__Assignment__.
How many of the lines below have "precipitation" in them? Say the number and nothing more.

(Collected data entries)
use rmcp::{
    handler::server::{wrapper::Parameters, ServerHandler, tool::ToolRouter},
    model::{CallToolResult, Content, Implementation, ProtocolVersion, ServerCapabilities, ServerInfo},
    tool, tool_handler, tool_router,
    ErrorData as McpError,
};
use std::sync::Arc;

use crate::client::PfdsClient;
use crate::error::FreeboardError;
use crate::formatters::format_storm_event;
use crate::models::GetStormEventRequest;

/// MCP service exposing storm event lookups as a tool
#[derive(Clone)]
pub struct StormEvents {
    client: Arc<PfdsClient>,
    tool_router: ToolRouter<Self>,
}

impl StormEvents {
    pub fn new(client: PfdsClient) -> Self {
        Self {
            client: Arc::new(client),
            tool_router: Self::tool_router(),
        }
    }
}

fn to_mcp_error(err: FreeboardError) -> McpError {
    if err.is_input_error() {
        McpError::invalid_params(err.to_string(), None)
    } else {
        McpError::internal_error(format!("Failed to fetch storm event: {}", err), None)
    }
}

#[tool_handler]
impl ServerHandler for StormEvents {
    fn get_info(&self) -> ServerInfo {
        ServerInfo {
            protocol_version: ProtocolVersion::V_2024_11_05,
            capabilities: ServerCapabilities::builder().enable_tools().build(),
            server_info: Implementation {
                name: env!("CARGO_PKG_NAME").to_string(),
                version: env!("CARGO_PKG_VERSION").to_string(),
                icons: None,
                title: None,
                website_url: None,
            },
            instructions: Some(
                "Looks up design storm precipitation depths from NOAA's Precipitation \
                Frequency Data Server, for sizing the freeboard of secondary containment berms."
                    .to_string(),
            ),
        }
    }
}

#[tool_router]
impl StormEvents {
    /// Gets the precipitation depth of a design storm at a location
    #[tool(description = "Get the precipitation depth of a design storm at a US location from NOAA Atlas 14. Provide latitude and longitude (e.g., latitude: 39.0, longitude: -77.0). Optional: ari (recurrence interval, e.g. '25-yr' default, '100-yr'), duration (e.g. '24-hr' default, '6-hr', '7-day'), statistic ('estimate' default, 'upper', 'lower'), units ('inch' default, 'mm'), series ('pds' default, 'ams').")]
    async fn get_storm_event(
        &self,
        Parameters(request): Parameters<GetStormEventRequest>,
    ) -> Result<CallToolResult, McpError> {
        tracing::info!(
            "Getting storm event for coordinates: {}, {}",
            request.latitude,
            request.longitude
        );

        let (location, query) = request.validate().map_err(to_mcp_error)?;

        let result = self
            .client
            .fetch(&location, &query)
            .await
            .map_err(to_mcp_error)?;

        Ok(CallToolResult::success(vec![Content::text(
            format_storm_event(&result),
        )]))
    }
}

#[cfg(test)]
mod tests {
    use super::*;
    use crate::config::FetcherConfig;
    use crate::models::{Ari, StormDuration};
    use crate::parser::sample_body;
    use rmcp::model::ErrorCode;
    use wiremock::matchers::method;
    use wiremock::{Mock, MockServer, ResponseTemplate};

    fn request(latitude: f64, longitude: f64) -> GetStormEventRequest {
        GetStormEventRequest {
            latitude,
            longitude,
            ari: Some(Ari::Year100),
            duration: Some(StormDuration::Hr24),
            statistic: None,
            units: None,
            series: None,
        }
    }

    async fn service_with(body: ResponseTemplate, expected_calls: u64) -> (MockServer, StormEvents) {
        let mock_server = MockServer::start().await;
        Mock::given(method("GET"))
            .respond_with(body)
            .expect(expected_calls)
            .mount(&mock_server)
            .await;

        let client = PfdsClient::new(FetcherConfig::with_base_url(mock_server.uri())).unwrap();
        (mock_server, StormEvents::new(client))
    }

    #[tokio::test]
    async fn test_get_storm_event() {
        let (_server, service) =
            service_with(ResponseTemplate::new(200).set_body_string(sample_body()), 1).await;

        let result = service
            .get_storm_event(Parameters(request(39.0, -77.0)))
            .await
            .unwrap();

        let json = serde_json::to_string(&result).unwrap();
        assert!(json.contains("Storm Event: 12.1 inch"));
    }

    #[tokio::test]
    async fn test_invalid_location_skips_request() {
        let (_server, service) =
            service_with(ResponseTemplate::new(200).set_body_string(sample_body()), 0).await;

        let err = service
            .get_storm_event(Parameters(request(999.0, -77.0)))
            .await
            .unwrap_err();

        assert_eq!(err.code, ErrorCode::INVALID_PARAMS);
    }

    #[tokio::test]
    async fn test_server_failure_is_internal_error() {
        let (_server, service) = service_with(ResponseTemplate::new(500), 1).await;

        let err = service
            .get_storm_event(Parameters(request(39.0, -77.0)))
            .await
            .unwrap_err();

        assert_eq!(err.code, ErrorCode::INTERNAL_ERROR);
    }

    #[test]
    fn test_server_info() {
        let client = PfdsClient::new(FetcherConfig::default()).unwrap();
        let info = StormEvents::new(client).get_info();
        assert_eq!(info.server_info.name, "freeboard");
        assert!(info.capabilities.tools.is_some());
    }
}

__Solved exercise__.
3